Spanish poet (1875–1939)

Antonio Cipriano José María y Francisco de Santa Ana Machado y Ruiz (26 July 1875 - 22 February 1939), simply known as Antonio Machado, was a Spanish poet and one of the leading figures of the Spanish literary movement known as the Generation of '98. His work, initially modernist, evolved towards an intimate form of symbolism with romantic traits. He gradually developed a style characterised by both an engagement with humanity on one side and an almost Taoist contemplation of existence on the other, a synthesis that, according to Machado, echoed the most ancient popular wisdom. In Gerardo Diego's words, Machado "spoke in verse and lived in poetry."

==Biography==
Machado was born in Seville, Spain, one year after his brother Manuel. He was a grandson to the noted Spanish folklorist, Cipriana Álvarez Durán.
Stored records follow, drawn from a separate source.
//! The cyclist: real-time scheduler and mixer.
//!
//! Each audio block advances a rational cycle cursor, queries the active
//! pattern for event onsets in the block, spawns voices, and mixes them
//! through per-orbit delay and ducking into a soft-limited stereo master.
//! The audio thread owns all of that state; other threads only swap the
//! active pattern through the lock-free slot.

use crate::control::{ControlMap, PatternValue};
use crate::envelope::{AdsrParams, FILTER_ENV_DEFAULTS};
use crate::orbit::{DelayParams, OrbitBus};
use crate::osc::{Waveform, DEFAULT_SPREAD, DEFAULT_UNISON};
use crate::pattern::{Fraction, Hap, Pattern, State, TimeSpan};
use crate::sample_bank::SampleBank;
use crate::voice::{
    FmParams, LpfParams, SampleParams, SampleVoice, SynthParams, SynthVoice, Voice,
};
use arc_swap::ArcSwapOption;
use std::collections::BTreeMap;
use std::panic::{catch_unwind, AssertUnwindSafe};
use std::path::PathBuf;
use std::sync::Arc;

/// Shared handle for installing a new active pattern.
pub type PatternSlot = Arc<ArcSwapOption<Pattern<PatternValue>>>;

const DEFAULT_ORBIT: usize = 1;
const DUCK_DEPTH_DEFAULT: f32 = 0.5;
const DUCK_ONSET_DEFAULT: f32 = 0.01;
const DUCK_ATTACK_DEFAULT: f32 = 0.1;

struct ActiveVoice {
    voice: Voice,
    orbit: usize,
    pan_left: f32,
    pan_right: f32,
}

pub struct Cyclist {
    sample_rate: u32,
    cps: Fraction,
    cursor: Fraction,
    voices: Vec<ActiveVoice>,
    orbits: BTreeMap<usize, OrbitBus>,
    slot: PatternSlot,
    bank: SampleBank,
    master_left: Vec<f32>,
    master_right: Vec<f32>,
    smoothed_gain: f32,
}

impl Cyclist {
    pub fn new(sample_rate: u32, cps: f64, samples_path: Option<PathBuf>) -> Self {
        Self {
            sample_rate,
            cps: Fraction::approximate(cps),
            cursor: Fraction::ZERO,
            voices: Vec::new(),
            orbits: BTreeMap::new(),
            slot: Arc::new(ArcSwapOption::empty()),
            bank: SampleBank::new(samples_path.unwrap_or_else(|| PathBuf::from("samples"))),
            master_left: Vec::new(),
            master_right: Vec::new(),
            smoothed_gain: 1.0,
        }
    }

    /// Handle other threads use to install patterns.
    pub fn pattern_slot(&self) -> PatternSlot {
        self.slot.clone()
    }

    /// Install a new pattern; it takes effect at the next block.
    pub fn set_pattern(&self, pattern: Pattern<PatternValue>) {
        self.slot.store(Some(Arc::new(pattern)));
    }

    pub fn clear_pattern(&self) {
        self.slot.store(None);
    }

    pub fn set_cps(&mut self, cps: f64) {
        if cps > 0.0 && cps.is_finite() {
            self.cps = Fraction::approximate(cps);
        }
    }

    pub fn cps(&self) -> f64 {
        self.cps.to_float()
    }

    pub fn cursor(&self) -> Fraction {
        self.cursor
    }

    pub fn active_voices(&self) -> usize {
        self.voices.len()
    }

    /// Rewind to cycle zero and drop every sounding voice.
    pub fn reset(&mut self) {
        self.cursor = Fraction::ZERO;
        self.voices.clear();
    }

    /// Produce one block of `frames` stereo samples. The returned slices
    /// are valid until the next call.
    pub fn generate(&mut self, frames: usize) -> (&[f32], &[f32]) {
        self.master_left.clear();
        self.master_left.resize(frames, 0.0);
        self.master_right.clear();
        self.master_right.resize(frames, 0.0);

        let delta = Fraction::new(frames as i64, 1) * self.cps
            / Fraction::new(self.sample_rate as i64, 1);
        let end = self.cursor + delta;
        let span = TimeSpan::new(self.cursor, end);

        if let Some(pattern) = self.slot.load_full() {
            let result =
                catch_unwind(AssertUnwindSafe(|| pattern.query(&State::new(span))));
            match result {
                Ok(mut haps) => {
                    haps.sort_by(|a, b| a.part.begin.cmp(&b.part.begin));
                    for hap in haps {
                        if hap.has_onset() {
                            self.trigger_event(&hap);
                        }
                    }
                }
                Err(_) => {
                    tracing::error!(
                        begin = %span.begin,
                        end = %span.end,
                        "pattern query panicked; no voices spawned this block"
                    );
                }
            }
        }

        for orbit in self.orbits.values_mut() {
            orbit.begin_block(frames);
        }

        // Accumulate voices onto their orbit buses with equal-power pan.
        for active in &mut self.voices {
            let bus = self
                .orbits
                .entry(active.orbit)
                .or_insert_with(|| {
                    let mut bus = OrbitBus::new(self.sample_rate as f32);
                    bus.begin_block(frames);
                    bus
                });
            for i in 0..frames {
                let (l, r) = active.voice.process();
                bus.bus_left[i] += l * active.pan_left;
                bus.bus_right[i] += r * active.pan_right;
            }
        }

        // Delay + duck per orbit, summed into the master.
        for orbit in self.orbits.values_mut() {
            for i in 0..frames {
                let (l, r) = orbit.process_frame(i);
                self.master_left[i] += l;
                self.master_right[i] += r;
            }
        }

        // Smoothed 1/sqrt(n) normalisation, then a soft ceiling.
        let target = if self.voices.len() > 1 {
            1.0 / (self.voices.len() as f32).sqrt()
        } else {
            1.0
        };
        for i in 0..frames {
            self.smoothed_gain = self.smoothed_gain * 0.999 + target * 0.001;
            self.master_left[i] = soft_limit(self.master_left[i] * self.smoothed_gain);
            self.master_right[i] = soft_limit(self.master_right[i] * self.smoothed_gain);
        }

        self.voices.retain(|v| v.voice.playing());
        self.cursor = end;
        (&self.master_left, &self.master_right)
    }

    /// Resolve one onset hap into voice/effect changes.
    fn trigger_event(&mut self, hap: &Hap<PatternValue>) {
        let map = match &hap.value {
            PatternValue::Map(m) => m.clone(),
            PatternValue::String(name) => {
                ControlMap::from_entry("s", PatternValue::String(name.clone()))
            }
            PatternValue::Number(_) => return,
        };

        let orbit = map
            .number(&["orbit"])
            .map(|o| o.max(0.0) as usize)
            .unwrap_or(DEFAULT_ORBIT);

        self.apply_delay_controls(&map, orbit);
        self.apply_duck_controls(&map);

        let Some(sound) = map.string(&["s", "sound"]) else {
            return;
        };

        let gain = map
            .number(&["gain"])
            .or_else(|| map.number(&["velocity"]).map(|v| v / 127.0))
            .unwrap_or(1.0) as f32;
        let pan = map.number(&["pan"]).unwrap_or(0.5).clamp(0.0, 1.0) as f32;
        let theta = pan * std::f32::consts::FRAC_PI_2;
        let (pan_left, pan_right) = (theta.cos(), theta.sin());

        let duration = (hap.duration() / self.cps).to_float().max(0.0);
        let adsr = AdsrParams::resolve(
            map.number(&["attack"]),
            map.number(&["decay"]),
            map.number(&["sustain"]),
            map.number(&["release"]),
        );

        let voice = match Waveform::from_name(&sound) {
            Some(wave) => self.synth_voice(&map, wave, gain, duration, adsr),
            None => self.sample_voice(&map, &sound, gain, duration, adsr),
        };
        if let Some(voice) = voice {
            self.voices.push(ActiveVoice {
                voice,
                orbit,
                pan_left,
                pan_right,
            });
        }
    }

    fn synth_voice(
        &self,
        map: &ControlMap,
        wave: Waveform,
        gain: f32,
        duration: f64,
        adsr: AdsrParams,
    ) -> Option<Voice> {
        let note = map.number(&["note"]).or_else(|| map.number(&["n"]));
        let freq = match note {
            Some(midi) => 440.0 * (2.0f32).powf((midi as f32 - 69.0) / 12.0),
            None => 440.0,
        };
        let fm = map.number(&["fmi"]).filter(|i| *i != 0.0).map(|index| {
            let wave = map
                .string(&["fmwave"])
                .and_then(|name| Waveform::from_name(&name))
                .unwrap_or(Waveform::Sine);
            FmParams {
                index: index as f32,
                harmonicity: map.number(&["fmh"]).unwrap_or(1.0) as f32,
                wave,
            }
        });
        let lpf = map.number(&["lpf"]).map(|cutoff| LpfParams {
            cutoff: cutoff as f32,
            q: map.number(&["lpq"]).unwrap_or(1.0) as f32,
            env_octaves: map.number(&["lpenv"]).unwrap_or(0.0),
            envelope: AdsrParams {
                attack: map.number(&["lpa"]).unwrap_or(FILTER_ENV_DEFAULTS.attack),
                decay: map.number(&["lpd"]).unwrap_or(FILTER_ENV_DEFAULTS.decay),
                sustain: map.number(&["lps"]).unwrap_or(FILTER_ENV_DEFAULTS.sustain),
                release: map.number(&["lpr"]).unwrap_or(FILTER_ENV_DEFAULTS.release),
            },
        });
        let params = SynthParams {
            wave,
            freq,
            gain,
            duration: Some(duration),
            adsr,
            unison: map
                .number(&["unison"])
                .map(|u| u.max(1.0) as usize)
                .unwrap_or(DEFAULT_UNISON),
            spread: map
                .number(&["spread"])
                .or_else(|| map.number(&["detune"]))
                .unwrap_or(DEFAULT_SPREAD as f64) as f32,
            fm,
            lpf,
        };
        Some(Voice::Synth(SynthVoice::trigger(
            params,
            self.sample_rate as f32,
        )))
    }

    fn sample_voice(
        &mut self,
        map: &ControlMap,
        name: &str,
        gain: f32,
        duration: f64,
        adsr: AdsrParams,
    ) -> Option<Voice> {
        let n = map.number(&["n"]).map(|n| n.max(0.0) as usize).unwrap_or(0);
        let data = self.bank.get(name, n)?;
        if data.is_empty() {
            return None;
        }
        let speed = map.number(&["speed"]).unwrap_or(1.0);
        let unit_cycles = map.string(&["unit"]).as_deref() == Some("c");
        let rate_ratio = if unit_cycles {
            // The whole sample spans 1/speed cycles.
            data.frames() as f64 * speed.abs() * self.cps.to_float() / self.sample_rate as f64
        } else {
            data.sample_rate as f64 / self.sample_rate as f64 * speed.abs()
        };
        let params = SampleParams {
            gain,
            rate_ratio,
            duration: Some(duration),
            adsr,
        };
        Some(Voice::Sample(SampleVoice::trigger(
            data,
            params,
            self.sample_rate as f32,
        )))
    }

    fn apply_delay_controls(&mut self, map: &ControlMap, orbit: usize) {
        let wet = map.number(&["delay"]);
        let time = map.number(&["delaytime", "delayt", "dt"]);
        let feedback = map.number(&["delayfeedback", "delayfb", "dfb"]);
        let sync = map.number(&["delaysync"]);
        if wet.is_none() && time.is_none() && feedback.is_none() && sync.is_none() {
            return;
        }
        let sample_rate = self.sample_rate as f32;
        let cps = self.cps.to_float();
        let bus = self
            .orbits
            .entry(orbit)
            .or_insert_with(|| OrbitBus::new(sample_rate));
        let mut params = bus.delay();
        if let Some(wet) = wet {
            params.wet = wet as f32;
        }
        if let Some(time) = time {
            params.time = time as f32;
        }
        if let Some(sync) = sync {
            // delaysync is measured in cycles.
            params.time = (sync / cps) as f32;
        }
        if let Some(feedback) = feedback {
            params.feedback = feedback as f32;
        }
        bus.set_delay(params);
    }

    fn apply_duck_controls(&mut self, map: &ControlMap) {
        let Some(target) = map.get("duckorbit").or_else(|| map.get("duck")) else {
            return;
        };
        let depth = map.number(&["duckdepth"]).unwrap_or(DUCK_DEPTH_DEFAULT as f64) as f32;
        let onset = map.number(&["duckonset"]).unwrap_or(DUCK_ONSET_DEFAULT as f64) as f32;
        let attack = map
            .number(&["duckattack"])
            .unwrap_or(DUCK_ATTACK_DEFAULT as f64) as f32;
        let sample_rate = self.sample_rate as f32;
        for orbit in duck_targets(target) {
            self.orbits
                .entry(orbit)
                .or_insert_with(|| OrbitBus::new(sample_rate))
                .trigger_duck(depth, onset, attack);
        }
    }
}

/// Orbit ids named by a duck control: an integer, a float (floored) or a
/// colon-delimited list. Negative or unparsable entries are skipped.
fn duck_targets(value: &PatternValue) -> Vec<usize> {
    match value {
        PatternValue::Number(x) if *x >= 0.0 => vec![*x as usize],
        PatternValue::String(s) => s
            .split(':')
            .filter_map(|part| part.trim().parse::<f64>().ok())
            .filter(|x| *x >= 0.0)
            .map(|x| x as usize)
            .collect(),
        _ => Vec::new(),
    }
}

fn soft_limit(sample: f32) -> f32 {
    if sample.abs() > 0.8 {
        sample.tanh()
    } else {
        sample
    }
}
The family moved to Madrid in 1883 and both brothers enrolled in the Institución Libre de Enseñanza. During these years—with the encouragement of his teachers—Antonio discovered his passion for literature. While completing his Bachillerato in Madrid, economic difficulties forced him to take several jobs, including working as an actor. In 1899, he and his brother traveled to Paris to work as translators for a French publisher. During these months in Paris, he came into contact with the great French Symbolist poets Jean Moréas, Paul Fort and Paul Verlaine, and also with other contemporary literary figures, including Rubén Darío and Oscar Wilde. These encounters cemented Machado's decision to dedicate himself to poetry.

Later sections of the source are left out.